━━━ Given data

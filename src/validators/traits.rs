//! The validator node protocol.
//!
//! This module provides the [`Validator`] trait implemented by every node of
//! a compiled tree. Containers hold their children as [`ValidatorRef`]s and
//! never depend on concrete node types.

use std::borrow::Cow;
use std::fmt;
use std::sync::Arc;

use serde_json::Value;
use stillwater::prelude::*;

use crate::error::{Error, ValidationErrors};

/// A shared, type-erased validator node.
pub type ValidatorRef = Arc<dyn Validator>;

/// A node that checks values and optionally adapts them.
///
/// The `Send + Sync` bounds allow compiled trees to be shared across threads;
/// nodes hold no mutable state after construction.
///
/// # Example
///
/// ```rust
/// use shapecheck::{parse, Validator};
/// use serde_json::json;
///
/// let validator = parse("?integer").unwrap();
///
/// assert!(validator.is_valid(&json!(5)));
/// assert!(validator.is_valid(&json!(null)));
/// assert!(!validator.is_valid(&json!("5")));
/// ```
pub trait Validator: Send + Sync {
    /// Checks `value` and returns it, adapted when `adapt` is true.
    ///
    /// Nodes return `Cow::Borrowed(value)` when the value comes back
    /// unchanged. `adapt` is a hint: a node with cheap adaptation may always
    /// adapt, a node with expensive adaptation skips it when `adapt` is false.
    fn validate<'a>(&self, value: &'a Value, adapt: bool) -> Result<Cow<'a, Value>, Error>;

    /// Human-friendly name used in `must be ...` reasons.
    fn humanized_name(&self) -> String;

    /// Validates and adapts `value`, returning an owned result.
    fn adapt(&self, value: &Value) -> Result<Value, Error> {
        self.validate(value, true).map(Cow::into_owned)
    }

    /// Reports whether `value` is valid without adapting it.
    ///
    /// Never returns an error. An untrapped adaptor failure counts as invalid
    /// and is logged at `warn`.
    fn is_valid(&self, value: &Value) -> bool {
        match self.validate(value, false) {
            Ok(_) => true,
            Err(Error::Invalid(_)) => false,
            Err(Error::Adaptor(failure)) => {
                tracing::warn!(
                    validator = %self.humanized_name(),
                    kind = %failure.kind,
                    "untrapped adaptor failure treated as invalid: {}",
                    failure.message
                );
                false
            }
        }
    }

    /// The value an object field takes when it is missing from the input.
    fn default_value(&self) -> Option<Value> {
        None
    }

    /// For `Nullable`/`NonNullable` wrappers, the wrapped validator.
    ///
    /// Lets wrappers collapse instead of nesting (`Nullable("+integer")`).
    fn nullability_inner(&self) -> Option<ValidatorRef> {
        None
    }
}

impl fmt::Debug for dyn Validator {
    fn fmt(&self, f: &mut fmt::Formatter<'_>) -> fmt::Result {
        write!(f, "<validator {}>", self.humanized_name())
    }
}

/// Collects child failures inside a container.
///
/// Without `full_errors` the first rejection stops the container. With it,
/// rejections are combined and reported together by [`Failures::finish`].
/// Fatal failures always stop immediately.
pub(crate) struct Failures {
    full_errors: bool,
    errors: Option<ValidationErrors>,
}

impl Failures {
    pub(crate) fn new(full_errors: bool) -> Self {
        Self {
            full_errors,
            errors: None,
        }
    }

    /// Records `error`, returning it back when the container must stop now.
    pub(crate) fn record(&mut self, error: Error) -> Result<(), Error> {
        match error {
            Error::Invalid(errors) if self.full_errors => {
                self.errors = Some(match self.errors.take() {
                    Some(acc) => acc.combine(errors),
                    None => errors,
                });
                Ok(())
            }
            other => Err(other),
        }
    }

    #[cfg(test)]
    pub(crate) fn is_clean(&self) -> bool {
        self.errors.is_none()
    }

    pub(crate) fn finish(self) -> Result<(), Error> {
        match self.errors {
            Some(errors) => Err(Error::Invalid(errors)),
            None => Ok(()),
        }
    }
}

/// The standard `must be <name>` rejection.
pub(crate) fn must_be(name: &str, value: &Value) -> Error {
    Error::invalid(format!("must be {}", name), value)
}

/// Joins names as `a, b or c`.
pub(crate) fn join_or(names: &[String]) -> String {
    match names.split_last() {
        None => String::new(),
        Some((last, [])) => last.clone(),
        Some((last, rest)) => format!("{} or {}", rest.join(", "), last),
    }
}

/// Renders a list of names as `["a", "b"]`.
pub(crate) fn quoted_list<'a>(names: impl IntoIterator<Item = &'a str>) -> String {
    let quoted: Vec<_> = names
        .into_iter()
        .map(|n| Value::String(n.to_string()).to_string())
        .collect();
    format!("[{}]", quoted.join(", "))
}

━━━━━━

Your instructions:
Retype every line up to and including the one that contains "use stillwater::prelude::*;", beginning at the first line of the records, with no edits.

Exercise output:
filename src/validators/traits.rs
//! The validator node protocol.
//!
//! This module provides the [`Validator`] trait implemented by every node of
//! a compiled tree. Containers hold their children as [`ValidatorRef`]s and
//! never depend on concrete node types.

use std::borrow::Cow;
use std::fmt;
use std::sync::Arc;

use serde_json::Value;
use stillwater::prelude::*;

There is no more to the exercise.